The task: Look through the entries below and count every line in which "Some" appears; reply with the number only.

[Saved entries]

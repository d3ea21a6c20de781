//! Error types for Sentra

use thiserror::Error;

/// Main error type for Sentra
#[derive(Error, Debug)]
pub enum Error {
    #[error("Configuration error: {0}")]
    Config(String),

    #[error("Database error: {0}")]
    Database(String),

    #[error("Mail delivery error: {0}")]
    Mail(String),

    #[error("Authentication error: {0}")]
    Auth(String),

    #[error("Validation error: {0}")]
    Validation(String),

    #[error("Not found: {0}")]
    NotFound(String),

    #[error("Permission denied: {0}")]
    PermissionDenied(String),

    #[error("Conflict: {0}")]
    Conflict(String),

    #[error("Upstream service error: {0}")]
    Upstream(String),

    #[error("Internal error: {0}")]
    Internal(String),

    #[error(transparent)]
    Other(#[from] anyhow::Error),
}

/// Result type alias for Sentra
pub type Result<T> = std::result::Result<T, Error>;

impl Error {
    /// Returns the HTTP status code for this error
    pub fn status_code(&self) -> u16 {
        match self {
            Error::Config(_) => 500,
            Error::Database(_) => 500,
            Error::Mail(_) => 500,
            Error::Auth(_) => 401,
            Error::Validation(_) => 422,
            Error::NotFound(_) => 404,
            Error::PermissionDenied(_) => 403,
            Error::Conflict(_) => 409,
            Error::Upstream(_) => 502,
            Error::Internal(_) => 500,
            Error::Other(_) => 500,
        }
    }

    /// Returns the error code string
    pub fn code(&self) -> &'static str {
        match self {
            Error::Config(_) => "CONFIG_ERROR",
            Error::Database(_) => "DATABASE_ERROR",
            Error::Mail(_) => "MAIL_ERROR",
            Error::Auth(_) => "UNAUTHORIZED",
            Error::Validation(_) => "VALIDATION_ERROR",
            Error::NotFound(_) => "NOT_FOUND",
            Error::PermissionDenied(_) => "FORBIDDEN",
            Error::Conflict(_) => "CONFLICT",
            Error::Upstream(_) => "UPSTREAM_ERROR",
            Error::Internal(_) => "INTERNAL_ERROR",
            Error::Other(_) => "INTERNAL_ERROR",
        }
    }
}
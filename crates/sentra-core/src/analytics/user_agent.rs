//! User-agent parsing for open/click distributions

use serde::{Deserialize, Serialize};

/// Device class derived from a user-agent string
#[derive(Debug, Clone, Copy, PartialEq, Eq, Serialize, Deserialize)]
pub enum DeviceClass {
    Desktop,
    Mobile,
    Tablet,
    Unknown,
}

impl DeviceClass {
    pub fn label(&self) -> &'static str {
        match self {
            DeviceClass::Desktop => "Desktop",
            DeviceClass::Mobile => "Mobile",
            DeviceClass::Tablet => "Tablet",
            DeviceClass::Unknown => "Unknown",
        }
    }
}

/// Parsed user-agent facts
#[derive(Debug, Clone, PartialEq, Eq, Serialize, Deserialize)]
pub struct UserAgentInfo {
    pub browser: String,
    pub os: String,
    pub device: DeviceClass,
}

impl Default for UserAgentInfo {
    fn default() -> Self {
        Self {
            browser: "Unknown".to_string(),
            os: "Unknown".to_string(),
            device: DeviceClass::Unknown,
        }
    }
}

/// Best-effort classification of a raw user-agent string.
///
/// Order matters: Chrome-family agents also mention Safari, Edge mentions
/// Chrome, and tablets often mention Mobile.
pub fn parse_user_agent(user_agent: Option<&str>) -> UserAgentInfo {
    let Some(raw) = user_agent else {
        return UserAgentInfo::default();
    };
    let ua = raw.to_lowercase();
    if ua.is_empty() {
        return UserAgentInfo::default();
    }

    let browser = if ua.contains("edg") {
        "Edge"
    } else if ua.contains("opr") || ua.contains("opera") {
        "Opera"
    } else if ua.contains("chrome") {
        "Chrome"
    } else if ua.contains("firefox") {
        "Firefox"
    } else if ua.contains("safari") {
        "Safari"
    } else {
        "Unknown"
    };

    let os = if ua.contains("windows nt") {
        "Windows"
    } else if ua.contains("mac os x") || ua.contains("macos") {
        // iPhones report "like Mac OS X"
        if ua.contains("iphone") || ua.contains("ipad") {
            "iOS"
        } else {
            "macOS"
        }
    } else if ua.contains("android") {
        "Android"
    } else if ua.contains("iphone os") || ua.contains("ios") {
        "iOS"
    } else if ua.contains("linux") {
        "Linux"
    } else {
        "Unknown"
    };

    let is_tablet = ["tablet", "ipad", "kindle", "silk"]
        .iter()
        .any(|t| ua.contains(t));
    let is_mobile = !is_tablet
        && ["mobile", "android", "iphone", "ipod", "blackberry", "windows phone"]
            .iter()
            .any(|t| ua.contains(t));

    let device = if is_tablet {
        DeviceClass::Tablet
    } else if is_mobile {
        DeviceClass::Mobile
    } else {
        DeviceClass::Desktop
    };

    UserAgentInfo {
        browser: browser.to_string(),
        os: os.to_string(),
        device,
    }
}

#[cfg(test)]
mod tests {
    use super::*;
    use pretty_assertions::assert_eq;

    const CHROME_WIN: &str = "Mozilla/5.0 (Windows NT 10.0; Win64; x64) AppleWebKit/537.36 (KHTML, like Gecko) Chrome/120.0.0.0 Safari/537.36";
    const SAFARI_IPHONE: &str = "Mozilla/5.0 (iPhone; CPU iPhone OS 17_0 like Mac OS X) AppleWebKit/605.1.15 (KHTML, like Gecko) Version/17.0 Mobile/15E148 Safari/604.1";
    const EDGE_WIN: &str = "Mozilla/5.0 (Windows NT 10.0; Win64; x64) AppleWebKit/537.36 (KHTML, like Gecko) Chrome/120.0.0.0 Safari/537.36 Edg/120.0.0.0";
    const FIREFOX_LINUX: &str = "Mozilla/5.0 (X11; Linux x86_64; rv:121.0) Gecko/20100101 Firefox/121.0";
    const SAFARI_IPAD: &str = "Mozilla/5.0 (iPad; CPU OS 17_0 like Mac OS X) AppleWebKit/605.1.15 (KHTML, like Gecko) Version/17.0 Mobile/15E148 Safari/604.1";

    #[test]
    fn test_chrome_on_windows_desktop() {
        let info = parse_user_agent(Some(CHROME_WIN));
        assert_eq!(info.browser, "Chrome");
        assert_eq!(info.os, "Windows");
        assert_eq!(info.device, DeviceClass::Desktop);
    }

    #[test]
    fn test_safari_on_iphone_is_mobile() {
        let info = parse_user_agent(Some(SAFARI_IPHONE));
        assert_eq!(info.browser, "Safari");
        assert_eq!(info.os, "iOS");
        assert_eq!(info.device, DeviceClass::Mobile);
    }

    #[test]
    fn test_edge_wins_over_chrome_token() {
        let info = parse_user_agent(Some(EDGE_WIN));
        assert_eq!(info.browser, "Edge");
    }

    #[test]
    fn test_firefox_on_linux() {
        let info = parse_user_agent(Some(FIREFOX_LINUX));
        assert_eq!(info.browser, "Firefox");
        assert_eq!(info.os, "Linux");
    }

    #[test]
    fn test_ipad_is_tablet_not_mobile() {
        let info = parse_user_agent(Some(SAFARI_IPAD));
        assert_eq!(info.device, DeviceClass::Tablet);
        assert_eq!(info.os, "iOS");
    }

    #[test]
    fn test_missing_or_empty_agent() {
        assert_eq!(parse_user_agent(None), UserAgentInfo::default());
        assert_eq!(parse_user_agent(Some("")), UserAgentInfo::default());
    }
}
//! Sentra Storage - Postgres persistence layer
//!
//! Repositories over sqlx, one per aggregate. The send queue and the
//! one-shot schedule registry are plain tables consumed with
//! `FOR UPDATE SKIP LOCKED`.

pub mod db;
pub mod models;
pub mod repository;

pub use db::DatabasePool;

Answer area: 7